■ **What to do**: Below are the records; copy each line in which "RuleMatch" can be found.

*** Opening Dataset records ***

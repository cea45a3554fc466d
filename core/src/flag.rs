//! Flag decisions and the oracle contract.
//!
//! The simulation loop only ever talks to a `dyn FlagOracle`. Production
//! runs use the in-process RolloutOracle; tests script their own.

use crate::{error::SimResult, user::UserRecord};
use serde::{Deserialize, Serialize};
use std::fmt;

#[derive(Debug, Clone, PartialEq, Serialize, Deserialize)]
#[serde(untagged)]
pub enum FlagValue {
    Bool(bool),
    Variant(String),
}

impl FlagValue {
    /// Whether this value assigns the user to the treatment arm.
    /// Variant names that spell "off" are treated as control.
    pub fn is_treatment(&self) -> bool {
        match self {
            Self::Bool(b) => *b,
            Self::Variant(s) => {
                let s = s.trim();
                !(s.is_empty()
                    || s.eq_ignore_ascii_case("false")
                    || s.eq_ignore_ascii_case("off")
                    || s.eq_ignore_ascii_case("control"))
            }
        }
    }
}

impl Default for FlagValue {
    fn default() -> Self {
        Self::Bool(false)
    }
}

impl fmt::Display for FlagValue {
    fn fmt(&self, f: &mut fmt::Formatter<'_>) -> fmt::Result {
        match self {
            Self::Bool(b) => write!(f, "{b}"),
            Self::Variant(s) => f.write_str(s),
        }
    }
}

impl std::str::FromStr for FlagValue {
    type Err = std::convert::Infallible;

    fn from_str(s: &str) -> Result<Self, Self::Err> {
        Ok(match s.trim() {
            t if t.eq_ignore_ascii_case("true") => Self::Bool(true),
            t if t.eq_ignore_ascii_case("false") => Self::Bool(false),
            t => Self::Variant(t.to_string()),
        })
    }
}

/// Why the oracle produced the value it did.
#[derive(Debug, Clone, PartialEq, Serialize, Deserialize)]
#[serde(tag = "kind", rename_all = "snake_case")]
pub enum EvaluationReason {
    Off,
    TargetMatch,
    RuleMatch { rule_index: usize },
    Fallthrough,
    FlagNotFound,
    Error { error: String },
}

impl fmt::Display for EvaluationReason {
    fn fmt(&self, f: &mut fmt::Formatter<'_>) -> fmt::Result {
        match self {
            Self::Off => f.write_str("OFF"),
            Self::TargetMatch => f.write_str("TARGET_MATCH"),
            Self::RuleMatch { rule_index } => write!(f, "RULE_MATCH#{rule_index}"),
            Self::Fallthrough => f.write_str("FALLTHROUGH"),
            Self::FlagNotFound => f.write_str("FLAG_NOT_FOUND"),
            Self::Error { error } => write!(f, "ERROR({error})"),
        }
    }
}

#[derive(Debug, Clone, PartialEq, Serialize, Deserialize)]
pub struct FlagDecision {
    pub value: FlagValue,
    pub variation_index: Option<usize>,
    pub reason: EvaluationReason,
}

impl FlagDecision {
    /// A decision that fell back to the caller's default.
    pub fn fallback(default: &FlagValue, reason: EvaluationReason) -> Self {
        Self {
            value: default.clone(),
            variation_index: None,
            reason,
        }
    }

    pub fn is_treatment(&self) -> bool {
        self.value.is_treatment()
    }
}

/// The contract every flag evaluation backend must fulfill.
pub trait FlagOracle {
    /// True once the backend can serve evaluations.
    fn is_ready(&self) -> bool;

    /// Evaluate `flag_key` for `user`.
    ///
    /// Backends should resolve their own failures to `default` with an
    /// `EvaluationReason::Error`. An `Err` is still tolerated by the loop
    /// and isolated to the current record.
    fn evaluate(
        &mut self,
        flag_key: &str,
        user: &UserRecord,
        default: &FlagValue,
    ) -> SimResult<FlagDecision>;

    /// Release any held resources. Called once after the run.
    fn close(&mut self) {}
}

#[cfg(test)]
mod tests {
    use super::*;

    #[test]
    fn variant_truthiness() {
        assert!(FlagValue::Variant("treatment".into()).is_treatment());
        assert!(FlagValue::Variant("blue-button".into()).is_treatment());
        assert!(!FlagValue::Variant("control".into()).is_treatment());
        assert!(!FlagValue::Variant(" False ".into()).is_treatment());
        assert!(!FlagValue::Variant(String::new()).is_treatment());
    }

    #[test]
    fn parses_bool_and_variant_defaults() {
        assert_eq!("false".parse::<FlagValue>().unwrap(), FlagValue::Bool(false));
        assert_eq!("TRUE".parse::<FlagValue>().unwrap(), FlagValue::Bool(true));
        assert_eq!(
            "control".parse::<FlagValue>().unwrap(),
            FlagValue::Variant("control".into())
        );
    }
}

*** Closing Dataset records ***

■ **Result for this task**:
    RuleMatch { rule_index: usize },
            Self::RuleMatch { rule_index } => write!(f, "RULE_MATCH#{rule_index}"),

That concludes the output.